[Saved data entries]
——————

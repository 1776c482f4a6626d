//! HMAC-SHA256 payload signing
//!
//! Bitkub signature algorithm:
//! 1. Serialize the payload (including `ts`) as compact JSON
//! 2. HMAC-SHA256(api_secret, json_bytes)
//! 3. Hex encode (lowercase) and add it to the body as `sig`

use bitkub_types::{ParamValue, ParameterMap};
use hmac::{Hmac, Mac};
use serde::ser::SerializeMap;
use serde::{Serialize, Serializer};
use sha2::Sha256;

use crate::error::{AuthError, AuthResult};

type HmacSha256 = Hmac<Sha256>;

/// Body key holding the signature
pub const SIG_KEY: &str = "sig";

/// Compute HMAC-SHA256 of `message` keyed by `secret`, as lowercase hex
pub fn hmac_sha256_hex(secret: &[u8], message: &[u8]) -> AuthResult<String> {
    let mut mac =
        HmacSha256::new_from_slice(secret).map_err(|e| AuthError::Signing(e.to_string()))?;
    mac.update(message);
    Ok(hex::encode(mac.finalize().into_bytes()))
}

/// Sign `payload` with `secret`
///
/// The signature covers the canonical JSON of `payload` exactly as it will be
/// transmitted (so `ts` must already be merged in). Any `sig` entry already in
/// the payload is dropped first; a signature never covers itself.
///
/// # Errors
///
/// Returns [`AuthError::Signing`] for an empty secret. Signing with an empty
/// key would produce a well-formed but worthless signature.
pub fn sign_payload(payload: &ParameterMap, secret: &str) -> AuthResult<SignedPayload> {
    if secret.is_empty() {
        return Err(AuthError::Signing("API secret is empty".to_string()));
    }

    let mut payload = payload.clone();
    payload.remove(SIG_KEY);

    let sig = hmac_sha256_hex(secret.as_bytes(), payload.to_canonical_json().as_bytes())?;

    Ok(SignedPayload { payload, sig })
}

/// A payload together with its signature
///
/// The payload itself is never modified by signing; `sig` lives alongside it
/// and is appended as the last key of the transmitted body.
#[derive(Debug, Clone, PartialEq, Eq)]
pub struct SignedPayload {
    payload: ParameterMap,
    sig: String,
}

impl SignedPayload {
    /// The signed fields (everything except `sig`)
    pub fn payload(&self) -> &ParameterMap {
        &self.payload
    }

    /// Lowercase hex HMAC-SHA256 signature (64 characters)
    pub fn sig(&self) -> &str {
        &self.sig
    }

    /// The server timestamp the payload was signed with, if any
    pub fn ts(&self) -> Option<i64> {
        match self.payload.get("ts") {
            Some(ParamValue::Int(ts)) => Some(*ts),
            _ => None,
        }
    }

    /// Request body: the payload's canonical JSON with `sig` appended
    pub fn to_json(&self) -> String {
        let mut body = self.payload.clone();
        body.insert(SIG_KEY, self.sig.as_str());
        body.to_canonical_json()
    }

    /// Split into payload and signature
    pub fn into_parts(self) -> (ParameterMap, String) {
        (self.payload, self.sig)
    }
}

impl Serialize for SignedPayload {
    fn serialize<S: Serializer>(&self, serializer: S) -> Result<S::Ok, S::Error> {
        let mut map = serializer.serialize_map(None)?;
        for (key, value) in self.payload.present() {
            map.serialize_entry(key, value)?;
        }
        map.serialize_entry(SIG_KEY, &self.sig)?;
        map.end()
    }
}
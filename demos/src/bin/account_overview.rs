//! Demo 2: Account Overview
//!
//! Showcases: signed requests, balances, open orders and a test order
//!
//! Requires BITKUB_API_KEY and BITKUB_API_SECRET (a .env file works too).
//!
//! Run: cargo run --bin account_overview

use std::collections::BTreeMap;
use std::time::Duration;

use bitkub_rest::{with_deadline, BitkubRestClient, OrderRequest, OrderType};
use colored::*;
use rust_decimal::Decimal;
use rust_decimal_macros::dec;
use serde_json::Value;
use tracing_subscriber::EnvFilter;

const SYMBOL: &str = "THB_BTC";

#[tokio::main]
async fn main() -> Result<(), Box<dyn std::error::Error>> {
    tracing_subscriber::fmt()
        .with_env_filter(EnvFilter::from_default_env())
        .init();

    println!("{}", "═".repeat(70).cyan());
    println!("{}", "  ACCOUNT OVERVIEW".cyan().bold());
    println!("{}", "  Bitkub REST Demo - Secure endpoints".cyan());
    println!("{}", "═".repeat(70).cyan());
    println!();

    let client = BitkubRestClient::from_env()?;
    if !client.has_credentials() {
        println!(
            "{} Set BITKUB_API_KEY and BITKUB_API_SECRET to run this demo",
            "✗".red()
        );
        return Ok(());
    }

    // Balances
    let balances = with_deadline(Duration::from_secs(10), client.get_balances()).await?;
    if let Some(err) = balances.exchange_error() {
        println!("{} balances: {}", "✗".red(), err);
        return Ok(());
    }

    let rows: BTreeMap<String, Value> = balances.result_as()?.unwrap_or_default();
    println!(
        "  {:<8} {:>20} {:>20}",
        "ASSET".white().bold(),
        "AVAILABLE".white().bold(),
        "RESERVED".white().bold()
    );
    println!("  {}", "─".repeat(50));
    for (asset, row) in &rows {
        let available = decimal_field(row, "available");
        let reserved = decimal_field(row, "reserved");
        if available.is_zero() && reserved.is_zero() {
            continue;
        }
        println!("  {:<8} {:>20} {:>20}", asset.cyan(), available, reserved);
    }
    println!();

    // Open orders
    let open = client.market().my_open_orders(SYMBOL).await?;
    let count = open
        .result
        .as_ref()
        .and_then(Value::as_array)
        .map_or(0, Vec::len);
    println!("  {} open orders on {}: {}", "✓".green(), SYMBOL.cyan(), count);

    // Validate an order without placing it
    let order = OrderRequest::builder()
        .sym(SYMBOL)
        .amt(dec!(100))
        .typ(OrderType::Market)
        .build();
    let test = client.market().place_bid_test(&order).await?;
    match test.exchange_error() {
        None => println!("  {} test market bid for 100 THB accepted", "✓".green()),
        Some(err) => println!("  {} test market bid rejected: {}", "!".yellow(), err),
    }

    // Limits
    let limits = client.user()?.limits().await?;
    if let Some(result) = limits.result {
        println!("  {} limits: {}", "✓".green(), result.to_string().dimmed());
    }

    println!();
    println!("{}", "Done.".green().bold());
    Ok(())
}

fn decimal_field(row: &Value, key: &str) -> Decimal {
    match row.get(key) {
        Some(Value::String(s)) => s.parse().unwrap_or_default(),
        Some(other) => other.to_string().parse().unwrap_or_default(),
        None => Decimal::ZERO,
    }
}
//! Error types for authentication operations

/// Errors that can occur while handling credentials or signing payloads
#[derive(Debug, Clone, PartialEq, Eq, thiserror::Error)]
pub enum AuthError {
    /// Invalid API credentials
    #[error("Invalid credentials: {0}")]
    InvalidCredentials(String),

    /// Environment variable not set
    #[error("Environment variable not set: {0}")]
    EnvVarNotSet(String),

    /// Payload could not be signed
    #[error("Signing error: {0}")]
    Signing(String),
}

/// Result type for authentication operations
pub type AuthResult<T> = Result<T, AuthError>;

#[cfg(test)]
mod tests {
    use super::*;

    #[test]
    fn test_error_display() {
        let err = AuthError::EnvVarNotSet("BITKUB_API_KEY".to_string());
        assert!(err.to_string().contains("BITKUB_API_KEY"));

        let err = AuthError::Signing("empty secret".to_string());
        assert_eq!(err.to_string(), "Signing error: empty secret");
    }
}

——————

■ Problem: Check every line above for the string "main", and copy the ones that have it.

■ Response:
#[tokio::main]
async fn main() -> Result<(), Box<dyn std::error::Error>> {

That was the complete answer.